**TASK TO CARRY OUT**:
Whenever a line in the records below holds the string "once", copy it out.

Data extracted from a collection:
//! lintpatch - guarded AI fixes for linter reports

use anyhow::{Context, Result};
use clap::Parser;
use lintpatch::config::Config;
use lintpatch::fix::{FixOutcome, Fixer, RunSummary};
use lintpatch::llm::{GeminiClient, PatchGenerator};
use lintpatch::report::{self, LinterKind};
use std::path::PathBuf;
use tracing::info;
use tracing_subscriber::EnvFilter;

#[derive(Parser, Debug)]
#[command(
    name = "lintpatch",
    about = "Fix lint errors with a text-generation model, guarded by tag and syntax checks",
    version
)]
struct Args {
    /// Path to the linter's JSON report
    #[arg(long)]
    report: PathBuf,

    /// Which linter produced the report
    #[arg(long, value_enum)]
    linter: LinterKind,

    /// Only fix this file (optional)
    #[arg(long)]
    file: Option<PathBuf>,

    /// Directory relative report paths are resolved against (defaults to current directory)
    #[arg(long)]
    root: Option<PathBuf>,

    /// Config file (defaults to ./lintpatch.toml, then the user config dir)
    #[arg(long)]
    config: Option<PathBuf>,

    /// Generate and check patches without writing them
    #[arg(long)]
    dry_run: bool,

    /// Debug-level logging
    #[arg(short, long)]
    verbose: bool,
}

#[tokio::main]
async fn main() -> Result<()> {
    let args = Args::parse();
    init_logging(args.verbose)?;

    let cwd = std::env::current_dir().context("Failed to resolve current directory")?;
    let root = args.root.clone().unwrap_or_else(|| PathBuf::from("."));

    let (config, source) = Config::load(args.config.as_deref(), &cwd)?;
    match &source {
        Some(path) => info!(config = %path.display(), "loaded config"),
        None => info!("no config file found, using defaults"),
    }

    let Some(raw) = report::load_report(&args.report)? else {
        info!(report = %args.report.display(), "report is empty or missing, nothing to fix");
        return Ok(());
    };

    let mut tasks = report::normalize(&raw, args.linter, &root);
    if let Some(only) = &args.file {
        tasks = report::retain_file(tasks, &root, only);
    }
    if tasks.is_empty() {
        info!("report has no fixable entries, nothing to fix");
        return Ok(());
    }

    let api_key = config.api_key()?;
    let client = GeminiClient::new(
        api_key,
        config.generation.endpoint.clone(),
        config.generation.max_output_tokens,
    )
    .context("Failed to build HTTP client")?;
    let generator = PatchGenerator::new(client, config.fallback_chain());
    info!(models = ?generator.chain().models, files = tasks.len(), "starting run");

    let fixer = Fixer::new(generator, config.safety_gate()?).dry_run(args.dry_run);
    let summary = fixer.run(tasks).await;

    print_summary(&summary);
    Ok(())
}

fn init_logging(verbose: bool) -> Result<()> {
    let default_level = if verbose { "lintpatch=debug" } else { "lintpatch=info" };
    let filter = match std::env::var("RUST_LOG") {
        Ok(_) => EnvFilter::from_default_env(),
        Err(_) => EnvFilter::new(default_level),
    };

    // Logs go to stderr; the summary on stdout stays machine-readable
    tracing_subscriber::fmt()
        .with_env_filter(filter)
        .with_writer(std::io::stderr)
        .with_target(false)
        .try_init()
        .map_err(|e| anyhow::anyhow!("Failed to initialize logging: {}", e))
}

fn print_summary(summary: &RunSummary) {
    for file in &summary.files {
        let line = match &file.outcome {
            FixOutcome::Fixed { model } => format!("fixed      {} ({})", file.path.display(), model),
            FixOutcome::WouldFix { model } => {
                format!("would fix  {} ({})", file.path.display(), model)
            }
            FixOutcome::Unchanged { .. } => format!("unchanged  {}", file.path.display()),
            FixOutcome::Rejected { reason, .. } => {
                format!("rejected   {} ({})", file.path.display(), reason)
            }
            FixOutcome::GenerationFailed { error } | FixOutcome::IoFailed { error } => {
                format!("failed     {} ({})", file.path.display(), error)
            }
        };
        println!("{}", line);
    }
    println!("{}", summary);
}
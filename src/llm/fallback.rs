use super::client::{GenerationError, TextGenerator};
use super::prompts::build_fix_prompt;
use crate::report::FileTask;
use std::time::Duration;
use tracing::{debug, info, warn};

/// Ordered model list plus per-attempt limits
#[derive(Debug, Clone, PartialEq, Eq)]
pub struct FallbackChain {
    /// Tried in order, cheapest first
    pub models: Vec<String>,
    /// Upper bound on a single model call
    pub attempt_timeout: Duration,
    /// Pause before the next model after a rate-limit failure
    pub rate_limit_pause: Duration,
}

/// Outcome of one model call
#[derive(Debug)]
pub enum AttemptOutcome {
    Success(String),
    Failure(GenerationError),
}

#[derive(Debug)]
pub struct GenerationAttempt {
    pub model_id: String,
    pub outcome: AttemptOutcome,
}

/// Text produced by the first model that answered
#[derive(Debug, Clone, PartialEq, Eq)]
pub struct GeneratedPatch {
    pub model: String,
    pub text: String,
    /// 1-based position of `model` in the chain
    pub attempts: usize,
}

#[derive(Debug)]
enum FallbackState {
    Trying(usize),
    Succeeded(GeneratedPatch),
    Exhausted(GenerationError),
}

/// Generator handle that walks the fallback chain for each file.
///
/// Constructed once and passed down; holds the backend (and through it the
/// credential) but no per-file state.
#[derive(Debug)]
pub struct PatchGenerator<G> {
    backend: G,
    chain: FallbackChain,
}

impl<G: TextGenerator> PatchGenerator<G> {
    pub fn new(backend: G, chain: FallbackChain) -> Self {
        Self { backend, chain }
    }

    pub fn chain(&self) -> &FallbackChain {
        &self.chain
    }

    #[cfg(test)]
    pub(crate) fn backend(&self) -> &G {
        &self.backend
    }

    /// Ask for a fixed version of `content` addressing the task's diagnostics.
    ///
    /// Returns the trimmed text of the first model with a non-empty answer,
    /// or the last model's failure once the chain is exhausted.
    pub async fn generate(
        &self,
        task: &FileTask,
        content: &str,
    ) -> Result<GeneratedPatch, GenerationError> {
        let prompt = build_fix_prompt(task, content);
        self.run_chain(&prompt).await
    }

    async fn run_chain(&self, prompt: &str) -> Result<GeneratedPatch, GenerationError> {
        let mut state = FallbackState::Trying(0);
        let mut last_error: Option<GenerationError> = None;

        loop {
            state = match state {
                FallbackState::Trying(idx) => match self.chain.models.get(idx) {
                    Some(model) => self.step(idx, model, prompt, &mut last_error).await,
                    None => FallbackState::Exhausted(
                        last_error.take().unwrap_or(GenerationError::NoModels),
                    ),
                },
                FallbackState::Succeeded(patch) => return Ok(patch),
                FallbackState::Exhausted(err) => return Err(err),
            };
        }
    }

    /// Run one model and decide the next state
    async fn step(
        &self,
        idx: usize,
        model: &str,
        prompt: &str,
        last_error: &mut Option<GenerationError>,
    ) -> FallbackState {
        let total = self.chain.models.len();
        info!(model = %model, attempt = idx + 1, of = total, "requesting fix");

        let attempt = self.attempt(model, prompt).await;
        match attempt.outcome {
            AttemptOutcome::Success(text) => FallbackState::Succeeded(GeneratedPatch {
                model: attempt.model_id,
                text,
                attempts: idx + 1,
            }),
            AttemptOutcome::Failure(err) => {
                warn!(model = %attempt.model_id, error = %err, "model failed");
                if err.is_rate_limited() && idx + 1 < total {
                    let pause = err.retry_after().unwrap_or(self.chain.rate_limit_pause);
                    debug!(
                        pause_ms = pause.as_millis() as u64,
                        "rate limited, pausing before next model"
                    );
                    tokio::time::sleep(pause).await;
                }
                *last_error = Some(err);
                FallbackState::Trying(idx + 1)
            }
        }
    }

    async fn attempt(&self, model: &str, prompt: &str) -> GenerationAttempt {
        let call = self.backend.generate(model, prompt);
        let outcome = match tokio::time::timeout(self.chain.attempt_timeout, call).await {
            Ok(Ok(text)) => {
                let text = text.trim();
                if text.is_empty() {
                    AttemptOutcome::Failure(GenerationError::EmptyResponse)
                } else {
                    AttemptOutcome::Success(text.to_string())
                }
            }
            Ok(Err(err)) => AttemptOutcome::Failure(err),
            Err(_) => AttemptOutcome::Failure(GenerationError::Timeout(self.chain.attempt_timeout)),
        };

        GenerationAttempt {
            model_id: model.to_string(),
            outcome,
        }
    }
}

**EXERCISE RESULT**:
/// Constructed once and passed down; holds the backend (and through it the
    /// or the last model's failure once the chain is exhausted.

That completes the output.